//! MoodTune Session Engine
//!
//! Drives one bounded capture window end to end: acquire a frame,
//! estimate landmarks, extract features, classify, accumulate — until
//! the time budget expires or the source runs dry — then emit a single
//! dominant-emotion verdict.
//!
//! # Architecture
//!
//! ```text
//! ┌──────────────────────────────────────────────┐
//! │               EmotionSession                  │
//! │  ┌──────────────┐   ┌──────────────────────┐ │
//! │  │ LandmarkFeed │──▶│ extract → classify   │ │
//! │  │ (source +    │   │ (processing-core)    │ │
//! │  │  estimator)  │   └─────────┬────────────┘ │
//! │  └──────────────┘             ▼              │
//! │     session window ──▶ dominant emotion      │
//! └──────────────────────────────────────────────┘
//! ```
//!
//! The acquisition and estimation seams are traits so the same loop runs
//! against a live camera/estimator pair, a recorded JSONL capture, or a
//! scripted test feed.

pub mod session;
pub mod source;

pub use session::*;
pub use source::*;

____

Return the span of lines in the data above that opens at the line with "emit a single" and closes at the line with "same loop runs", exactly, ends included, nothing else.

//! the time budget expires or the source runs dry — then emit a single
//! dominant-emotion verdict.
//!
//! # Architecture
//!
//! ```text
//! ┌──────────────────────────────────────────────┐
//! │               EmotionSession                  │
//! │  ┌──────────────┐   ┌──────────────────────┐ │
//! │  │ LandmarkFeed │──▶│ extract → classify   │ │
//! │  │ (source +    │   │ (processing-core)    │ │
//! │  │  estimator)  │   └─────────┬────────────┘ │
//! │  └──────────────┘             ▼              │
//! │     session window ──▶ dominant emotion      │
//! └──────────────────────────────────────────────┘
//! ```
//!
//! The acquisition and estimation seams are traits so the same loop runs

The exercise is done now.